Which lines come from the start of the records through the line that holds "fn arg_or(args: &[String], index: usize, default: usize)"? Write them out word for word.

(Items from a dataset)
◇ ◇ ◇ ◇ ◇

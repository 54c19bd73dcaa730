// Algorithm Comparison: all six push-gossip variants on one configuration
//
// Every algorithm runs the same number of trials over networks of the same
// size and fan-out. The table compares how fast each one fills the network,
// how many messages it wastes and how often it stalls.
//
//   cargo run --example algorithm_comparison -- 200 4 500

use std::env;

use log::LevelFilter;
use simple_logger::SimpleLogger;

use gossip_model::{Algorithm, ExperimentConfig, ExperimentReport, ExperimentRunner};

fn mean_epochs(report: &ExperimentReport) -> f64 {
    let filled = report.filled();
    if filled == 0 {
        return 0.0;
    }
    let total: usize = report
        .histogram()
        .iter()
        .map(|(epochs, count)| epochs * count)
        .sum();
    total as f64 / filled as f64
}

fn arg_or(args: &[String], index: usize, default: usize) -> usize {
    args.get(index).and_then(|a| a.parse().ok()).unwrap_or(default)
}

fn main() {
    if let Err(e) = SimpleLogger::new().with_level(LevelFilter::Warn).init() {
        eprintln!("logger unavailable: {}", e);
    }

    let args: Vec<String> = env::args().collect();
    let size = arg_or(&args, 1, 100);
    let fanout = arg_or(&args, 2, 4);
    let trials = arg_or(&args, 3, 200);

    println!("\n╔════════════════════════════════════════════════════════╗");
    println!("║  Push-Gossip Algorithm Comparison                      ║");
    println!("╚════════════════════════════════════════════════════════╝\n");

    println!("Setup:");
    println!("  - {} nodes, fully connected", size);
    println!("  - fan-out {}, leader node 0", fanout);
    println!("  - {} trials per algorithm\n", trials);

    println!("┌────────────────────────┬──────────┬──────────┬──────────┬──────────┐");
    println!("│ Algorithm              │  epochs  │  reused  │  stalls  │   time   │");
    println!("├────────────────────────┼──────────┼──────────┼──────────┼──────────┤");

    for algorithm in Algorithm::ALL {
        let config = ExperimentConfig {
            size,
            fanout,
            trials,
            algorithm,
            ..ExperimentConfig::default()
        };

        let report = match ExperimentRunner::new(config).and_then(|runner| runner.run()) {
            Ok(report) => report,
            Err(e) => {
                eprintln!("Error: {}", e);
                std::process::exit(1);
            }
        };

        println!(
            "│ {:<22} │  {:6.2}  │  {:6}  │ {:6.2}%  │ {:6.2}s  │",
            algorithm.name(),
            mean_epochs(&report),
            report.mean_reused(),
            report.non_convergence_rate(),
            report.elapsed.as_secs_f64()
        );
    }

    println!("└────────────────────────┴──────────┴──────────┴──────────┴──────────┘\n");
    println!("✓ Comparison complete!\n");
}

◇ ◇ ◇ ◇ ◇

#### EXERCISE SOLUTION
repository 54c19bd73dcaa730
// Algorithm Comparison: all six push-gossip variants on one configuration
//
// Every algorithm runs the same number of trials over networks of the same
// size and fan-out. The table compares how fast each one fills the network,
// how many messages it wastes and how often it stalls.
//
//   cargo run --example algorithm_comparison -- 200 4 500

use std::env;

use log::LevelFilter;
use simple_logger::SimpleLogger;

use gossip_model::{Algorithm, ExperimentConfig, ExperimentReport, ExperimentRunner};

fn mean_epochs(report: &ExperimentReport) -> f64 {
    let filled = report.filled();
    if filled == 0 {
        return 0.0;
    }
    let total: usize = report
        .histogram()
        .iter()
        .map(|(epochs, count)| epochs * count)
        .sum();
    total as f64 / filled as f64
}

fn arg_or(args: &[String], index: usize, default: usize) -> usize {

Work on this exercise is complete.